As a method of immersing the substrate on which the first resist pattern is formed in the treatment agent solution, a method of immersing the substrate in the treatment agent solution or paddle formation of the treatment agent solution on the substrate on the coating apparatus (liquid film formation) ).

When the substrate is immersed in the treatment agent solution, the treatment agent solution may be heated in advance. However, in order to prevent the treatment agent solution from evaporating, it is preferable to immerse the substrate at 50 ° C. or lower. Most preferably, the treatment solution is immersed in a temperature range of 20 ° C to 25 ° C.
The immersion time in the case of immersing in the treatment agent solution is preferably a long time in order to allow the treatment agent to penetrate into the first resist pattern, but in consideration of the throughput of the process, it is 20 seconds or more and 120 seconds or less. It is preferably 30 seconds or more and 90 seconds or less, more preferably 30 seconds or more and 60 seconds or less.

Examples of the method for applying the treatment agent solution to the substrate on which the first resist pattern is formed include a method of applying the treatment agent solution on a coating apparatus.
The temperature for applying the treatment agent solution on the substrate may be any temperature at which the treatment agent solution does not evaporate from room temperature, but is preferably applied at 20 to 25 ° C.

Examples of the coating method include spin coating.
In the case of spin coating, the processing agent solution is ejected from the nozzle while rotating the substrate. In this case, the rotation speed of the substrate is preferably 50 rpm to 2000 rpm, more preferably 100 rpm to 1500 rpm, and most preferably 100 rpm to 1000 rpm. is there. Further, the discharge rate of the treatment agent solution at the time of spin coating is preferably 0.2 cc / second to 10 cc / second, more preferably 0.5 cc / second to 5 cc / second, and the most preferable range is It is 0.7 cc / second or more and 3 cc / second or less. Further, the discharge time of the treating agent solution at the time of spin coating is preferably 20 seconds or longer and 120 seconds or shorter, more preferably 30 seconds or longer and 90 seconds or shorter, and the most preferable range is 30 seconds or longer and 60 seconds or shorter. It is preferable that the substrate keeps rotating at the rotation speed while the treatment agent solution is being discharged.

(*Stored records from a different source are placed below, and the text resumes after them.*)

//! Modal dialog primitives

use egui::{Align2, Context, Window};

/// Result of dialog interaction
pub enum DialogResult<T> {
    None,
    Ok(T),
    Cancel,
}

/// Common dialog trait
pub trait Dialog {
    type Output;
    fn ui(&mut self, ctx: &Context) -> DialogResult<Self::Output>;
    fn is_open(&self) -> bool;
    fn close(&mut self);
}

/// Confirmation dialog
pub struct ConfirmDialog {
    pub open: bool,
    pub title: String,
    pub message: String,
    pub confirm_text: String,
    pub cancel_text: String,
    pub dangerous: bool,
}

impl ConfirmDialog {
    /// Confirm removing a library from the app. The files on disk stay.
    pub fn new_remove_library(library_name: &str) -> Self {
        Self {
            open: true,
            title: "Remove library".to_string(),
            message: format!(
                "Remove \"{}\" from Lumina? The folder and its files will not be deleted.",
                library_name
            ),
            confirm_text: "Remove".to_string(),
            cancel_text: "Cancel".to_string(),
            dangerous: true,
        }
    }

    pub fn new_import(file_count: usize, delete_source: bool) -> Self {
        let message = if delete_source {
            format!(
                "Import {} files and delete the originals afterwards?",
                file_count
            )
        } else {
            format!("Import {} files into this library?", file_count)
        };
        Self {
            open: true,
            title: "Import".to_string(),
            message,
            confirm_text: "Import".to_string(),
            cancel_text: "Cancel".to_string(),
            dangerous: delete_source,
        }
    }
}

impl Dialog for ConfirmDialog {
    type Output = bool;

    fn ui(&mut self, ctx: &Context) -> DialogResult<bool> {
        if !self.open {
            return DialogResult::None;
        }

        let mut result = DialogResult::None;

        Window::new(&self.title)
            .collapsible(false)
            .resizable(false)
            .anchor(Align2::CENTER_CENTER, [0.0, 0.0])
            .show(ctx, |ui| {
                ui.label(&self.message);
                ui.add_space(16.0);

                ui.horizontal(|ui| {
                    let confirm_btn = if self.dangerous {
                        ui.button(egui::RichText::new(&self.confirm_text).color(egui::Color32::RED))
                    } else {
                        ui.button(&self.confirm_text)
                    };

                    if confirm_btn.clicked() {
                        result = DialogResult::Ok(true);
                        self.open = false;
                    }

                    if ui.button(&self.cancel_text).clicked() {
                        result = DialogResult::Cancel;
                        self.open = false;
                    }
                });
            });

        result
    }

    fn is_open(&self) -> bool {
        self.open
    }
    fn close(&mut self) {
        self.open = false;
    }
}
//! Application main loop
//!
//! The UI thread never blocks on the host: every command is spawned on
//! the tokio runtime and its result comes back through a channel that is
//! drained once per frame.

use std::sync::Arc;

use anyhow::Result;
use app_core::{AppState, OutcomeText, TaskOptions};
use app_ui::{
    components::{
        ConfirmDialog, CreateLibraryDialog, Dialog, DialogResult, FrameBar, FrameBarAction,
        GridAction, ImportDialog, NotificationPanel, PanelAction, PhotoGrid, PickerAction,
        ToastOverlay,
    },
    pickers, Renderer, Theme,
};
use crossbeam_channel::{Receiver, Sender};
use egui_wgpu::ScreenDescriptor;
use host_proto::{Item, Library};
use winit::{
    application::ApplicationHandler,
    event::WindowEvent,
    event_loop::{ActiveEventLoop, ControlFlow, EventLoop},
    window::{Window, WindowId},
};

/// Results of host calls, delivered back to the UI thread
enum UiMessage {
    LibrariesLoaded(Vec<Library>),
    RestoreSelection(String),
    LibrarySelected(String),
    LibraryUnreachable(String),
    ItemsLoaded { library_id: String, items: Vec<Item> },
    LibraryCreated(Library),
    LibraryRemoved(String),
}

/// Main application state for the event loop
struct App {
    window: Option<Arc<Window>>,
    renderer: Option<Renderer>,
    egui_ctx: egui::Context,
    egui_state: Option<egui_winit::State>,
    egui_renderer: Option<egui_wgpu::Renderer>,

    state: Arc<AppState>,
    runtime: tokio::runtime::Handle,
    tx: Sender<UiMessage>,
    rx: Receiver<UiMessage>,

    // UI components
    frame_bar: FrameBar,
    photo_grid: PhotoGrid,
    notification_panel: NotificationPanel,
    toasts: Option<Arc<ToastOverlay>>,
    create_dialog: Option<CreateLibraryDialog>,
    import_dialog: Option<ImportDialog>,
    remove_dialog: Option<(String, ConfirmDialog)>,
    theme: Theme,
}
//! Application theming

use app_core::NotificationKind;
use egui::{Color32, Visuals};

/// Application theme
#[derive(Debug, Clone)]
pub struct Theme {
    pub name: String,
    pub background: Color32,
    pub surface: Color32,
    pub text: Color32,
    pub text_secondary: Color32,
    pub accent: Color32,
    pub info: Color32,
    pub success: Color32,
    pub warning: Color32,
    pub error: Color32,
}

impl Theme {
    /// Dark theme (default)
    pub fn dark() -> Self {
        Self {
            name: "dark".to_string(),
            background: Color32::from_rgb(24, 24, 27),
            surface: Color32::from_rgb(39, 39, 42),
            text: Color32::from_rgb(244, 244, 245),
            text_secondary: Color32::from_rgb(161, 161, 170),
            accent: Color32::from_rgb(99, 102, 241),
            info: Color32::from_rgb(96, 165, 250),
            success: Color32::from_rgb(74, 222, 128),
            warning: Color32::from_rgb(250, 204, 21),
            error: Color32::from_rgb(248, 113, 113),
        }
    }

    /// Light theme
    pub fn light() -> Self {
        Self {
            name: "light".to_string(),
            background: Color32::from_rgb(250, 250, 250),
            surface: Color32::from_rgb(255, 255, 255),
            text: Color32::from_rgb(24, 24, 27),
            text_secondary: Color32::from_rgb(113, 113, 122),
            accent: Color32::from_rgb(79, 70, 229),
            info: Color32::from_rgb(59, 130, 246),
            success: Color32::from_rgb(34, 197, 94),
            warning: Color32::from_rgb(234, 179, 8),
            error: Color32::from_rgb(220, 38, 38),
        }
    }

    pub fn by_name(name: &str) -> Self {
        match name {
            "light" => Self::light(),
            _ => Self::dark(),
        }
    }

    /// Accent color for a notification kind
    pub fn kind_color(&self, kind: NotificationKind) -> Color32 {
        match kind {
            NotificationKind::Info => self.info,
            NotificationKind::Success => self.success,
            NotificationKind::Warning => self.warning,
            NotificationKind::Error => self.error,
            NotificationKind::Task => self.accent,
        }
    }

    /// Icon glyph for a notification kind
    pub fn kind_icon(&self, kind: NotificationKind) -> &'static str {
        match kind {
            NotificationKind::Info => "ℹ",
            NotificationKind::Success => "✔",
            NotificationKind::Warning => "⚠",
            NotificationKind::Error => "✖",
            NotificationKind::Task => "⟳",
        }
    }

    /// Apply theme to egui
    pub fn apply(&self, ctx: &egui::Context) {
        let mut visuals = if self.name == "dark" {
            Visuals::dark()
        } else {
            Visuals::light()
        };

        visuals.panel_fill = self.background;
        visuals.window_fill = self.surface;
        visuals.selection.bg_fill = self.accent.linear_multiply(0.4);
        visuals.hyperlink_color = self.accent;

        ctx.set_visuals(visuals);
    }
}

impl Default for Theme {
    fn default() -> Self {
        Self::dark()
    }
}
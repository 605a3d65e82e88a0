//! Multi-page dialog container

/// Which way the last page change went. Lets callers pick a transition
/// style without the container knowing about animation.
#[derive(Debug, Clone, Copy, PartialEq, Eq)]
pub enum PageDirection {
    Forward,
    Backward,
}

/// Tracks the current page of a multi-step dialog
#[derive(Debug, Clone)]
pub struct PagedDialog {
    page: usize,
    page_count: usize,
    last_direction: PageDirection,
}

impl PagedDialog {
    pub fn new(page_count: usize) -> Self {
        Self {
            page: 0,
            page_count: page_count.max(1),
            last_direction: PageDirection::Forward,
        }
    }

    pub fn page(&self) -> usize {
        self.page
    }

    pub fn last_direction(&self) -> PageDirection {
        self.last_direction
    }

    pub fn is_first(&self) -> bool {
        self.page == 0
    }

    pub fn is_last(&self) -> bool {
        self.page + 1 == self.page_count
    }

    /// Advance one page. No-op on the last page.
    pub fn next(&mut self) {
        if !self.is_last() {
            self.page += 1;
            self.last_direction = PageDirection::Forward;
        }
    }

    /// Go back one page. No-op on the first page.
    pub fn back(&mut self) {
        if !self.is_first() {
            self.page -= 1;
            self.last_direction = PageDirection::Backward;
        }
    }

    pub fn reset(&mut self) {
        self.page = 0;
        self.last_direction = PageDirection::Forward;
    }
}

#[cfg(test)]
mod tests {
    use super::*;

    #[test]
    fn test_paging_bounds() {
        let mut dialog = PagedDialog::new(2);
        assert!(dialog.is_first());

        dialog.back();
        assert_eq!(dialog.page(), 0);

        dialog.next();
        assert!(dialog.is_last());
        assert_eq!(dialog.last_direction(), PageDirection::Forward);

        dialog.next();
        assert_eq!(dialog.page(), 1);

        dialog.back();
        assert!(dialog.is_first());
        assert_eq!(dialog.last_direction(), PageDirection::Backward);
    }

    #[test]
    fn test_reset() {
        let mut dialog = PagedDialog::new(3);
        dialog.next();
        dialog.next();
        dialog.reset();
        assert_eq!(dialog.page(), 0);
    }
}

In either case of immersing the substrate in the treatment agent solution or applying the treatment agent solution to the substrate, the substrate is rotated to shake off the treatment agent solution in order to remove the excess treatment agent solution remaining on the substrate. Preferably, the number of rotations of the substrate when shaken off is preferably 1000 rpm or more, and the rotation time at that time is preferably 10 seconds or more.
The chemical reaction between the permeating treatment agent and the resin present in the resist pattern proceeds even at room temperature, but generally the reaction efficiency is improved by heating. It is preferable to use a hot plate generally associated with the coating / developing apparatus because all the chemical treatment steps can be performed in the coating / developing apparatus.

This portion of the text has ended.